> **TASK OBJECTIVE**:
Please print only the top portion of the entries below, ending with the line that contains "use algoviz::config::VizConfig;", exactly as written.

> **PROVIDED RECORDS**:

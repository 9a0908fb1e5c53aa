//! algoviz playback - Terminal User Interface
//!
//! Plays any catalogued algorithm in the terminal using ratatui.
//! App logic lives in `algoviz::tui::app`.

#![forbid(unsafe_code)]

#[cfg(feature = "tui")]
fn main() -> std::io::Result<()> {
    use algoviz::config::VizConfig;
    use algoviz::tui::VizApp;

    const DEFAULT_ALGORITHM: &str = "hanoi";

    let args: Vec<String> = std::env::args().collect();
    let algorithm = args.get(1).map_or(DEFAULT_ALGORITHM, String::as_str);
    let config = match args.get(2) {
        Some(path) => match VizConfig::load(path) {
            Ok(config) => config,
            Err(e) => {
                eprintln!("Error loading '{path}': {e}");
                std::process::exit(1);
            }
        },
        None => VizConfig::default(),
    };

    let app = match VizApp::new(algorithm, config) {
        Ok(app) => app,
        Err(e) => {
            eprintln!("Error: {e}");
            eprintln!("Usage: algoviz-tui [algorithm] [config.yaml]");
            std::process::exit(1);
        }
    };

    tui::run(app)
}

#[cfg(not(feature = "tui"))]
fn main() {
    eprintln!("TUI feature not enabled. Run with: cargo run --bin algoviz-tui --features tui");
    std::process::exit(1);
}

#[cfg(feature = "tui")]
mod tui {
    use algoviz::tui::VizApp;
    use crossterm::{
        event::{self, Event, KeyEventKind},
        execute,
        terminal::{disable_raw_mode, enable_raw_mode, EnterAlternateScreen, LeaveAlternateScreen},
    };
    use ratatui::{
        backend::CrosstermBackend,
        layout::{Constraint, Direction, Layout, Rect},
        style::{Color, Modifier, Style},
        text::{Line, Span},
        widgets::{Block, Borders, Gauge, Paragraph, Wrap},
        Frame, Terminal,
    };
    use std::io;
    use std::time::{Duration, Instant};

    pub fn run(mut app: VizApp) -> io::Result<()> {
        enable_raw_mode()?;
        let mut stdout = io::stdout();
        execute!(stdout, EnterAlternateScreen, crossterm::cursor::Hide)?;
        let backend = CrosstermBackend::new(stdout);
        let mut terminal = Terminal::new(backend)?;
        terminal.clear()?;

        let tick_rate = Duration::from_millis(20);
        let result = run_main_loop(&mut terminal, &mut app, tick_rate);

        disable_raw_mode()?;
        execute!(
            terminal.backend_mut(),
            LeaveAlternateScreen,
            crossterm::cursor::Show
        )?;

        result
    }

    fn run_main_loop(
        terminal: &mut Terminal<CrosstermBackend<io::Stdout>>,
        app: &mut VizApp,
        tick_rate: Duration,
    ) -> io::Result<()> {
        let mut last_tick = Instant::now();

        loop {
            terminal.draw(|f| ui(f, app))?;

            let timeout = tick_rate.saturating_sub(last_tick.elapsed());
            if crossterm::event::poll(timeout)? {
                if let Event::Key(key) = event::read()? {
                    if key.kind == KeyEventKind::Press {
                        app.handle_key(key.code);
                    }
                }
            }

            let elapsed = last_tick.elapsed();
            if elapsed >= tick_rate {
                app.tick(u64::try_from(elapsed.as_millis()).unwrap_or(u64::MAX));
                last_tick = Instant::now();
            }

            if app.should_quit() {
                break;
            }
        }

        Ok(())
    }

    fn ui(f: &mut Frame, app: &VizApp) {
        let chunks = Layout::default()
            .direction(Direction::Vertical)
            .margin(1)
            .constraints([
                Constraint::Length(3),
                Constraint::Length(4),
                Constraint::Min(8),
                Constraint::Length(3),
            ])
            .split(f.area());

        render_title(f, chunks[0], app);
        render_message(f, chunks[1], app);

        let main_chunks = Layout::default()
            .direction(Direction::Horizontal)
            .constraints([Constraint::Percentage(70), Constraint::Percentage(30)])
            .split(chunks[2]);

        render_frame(f, main_chunks[0], app);
        render_controls(f, main_chunks[1], app);

        render_progress(f, chunks[3], app);
    }

    fn render_title(f: &mut Frame, area: Rect, app: &VizApp) {
        let info = app.viz.info();
        let title = Paragraph::new(vec![Line::from(vec![
            Span::styled(
                format!(" {} ", info.name),
                Style::default()
                    .fg(Color::Cyan)
                    .add_modifier(Modifier::BOLD),
            ),
            Span::raw(format!("- {} ", info.summary)),
            Span::styled(
                format!("[{}]", info.category),
                Style::default().fg(Color::Gray),
            ),
        ])])
        .block(Block::default().borders(Borders::ALL).title("algoviz"));
        f.render_widget(title, area);
    }

    fn render_message(f: &mut Frame, area: Rect, app: &VizApp) {
        let mut lines = vec![Line::from(app.viz.message().to_string())];
        if let Some(result) = app.viz.result() {
            lines.push(Line::from(vec![
                Span::styled("Result: ", Style::default().fg(Color::Yellow)),
                Span::styled(
                    result.to_string(),
                    Style::default()
                        .fg(Color::Green)
                        .add_modifier(Modifier::BOLD),
                ),
            ]));
        }
        let message = Paragraph::new(lines)
            .wrap(Wrap { trim: true })
            .block(Block::default().borders(Borders::ALL).title("Step"));
        f.render_widget(message, area);
    }

    fn render_frame(f: &mut Frame, area: Rect, app: &VizApp) {
        let lines: Vec<Line> = app.viz.render_lines().into_iter().map(Line::from).collect();
        let frame = Paragraph::new(lines)
            .block(Block::default().borders(Borders::ALL).title("State"));
        f.render_widget(frame, area);
    }

    fn render_controls(f: &mut Frame, area: Rect, app: &VizApp) {
        let status = app.status();
        let status_color = match status {
            "RUNNING" => Color::Green,
            "DONE" => Color::Cyan,
            _ => Color::Yellow,
        };

        let controls_text = vec![
            Line::from(vec![
                Span::raw("Status: "),
                Span::styled(status, Style::default().fg(status_color)),
            ]),
            Line::from(format!("Speed: {}", app.viz.speed())),
            Line::from(""),
            Line::from(Span::styled(
                "Controls:",
                Style::default().add_modifier(Modifier::BOLD),
            )),
            Line::from(" Space  - Play / pause"),
            Line::from(" ←/→    - Step back / forward"),
            Line::from(" Home/End - First / last step"),
            Line::from(" +/-    - Adjust speed"),
            Line::from(" R      - Reset"),
            Line::from(" Tab    - Next algorithm"),
            Line::from(" Q      - Quit"),
        ];

        let controls = Paragraph::new(controls_text)
            .block(Block::default().borders(Borders::ALL).title("Controls"));

        f.render_widget(controls, area);
    }

    fn render_progress(f: &mut Frame, area: Rect, app: &VizApp) {
        let gauge = Gauge::default()
            .block(Block::default().borders(Borders::ALL))
            .gauge_style(Style::default().fg(Color::Cyan))
            .percent(app.progress_percent())
            .label(format!(
                "Step {}/{} | Frame: {}",
                app.viz.cursor() + 1,
                app.viz.trace_len(),
                app.frame_count
            ));
        f.render_widget(gauge, area);
    }

}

> **THE COMPLETED TASK**:
repository 9a0908fb1e5c53aa
//! algoviz playback - Terminal User Interface
//!
//! Plays any catalogued algorithm in the terminal using ratatui.
//! App logic lives in `algoviz::tui::app`.

#![forbid(unsafe_code)]

#[cfg(feature = "tui")]
fn main() -> std::io::Result<()> {
    use algoviz::config::VizConfig;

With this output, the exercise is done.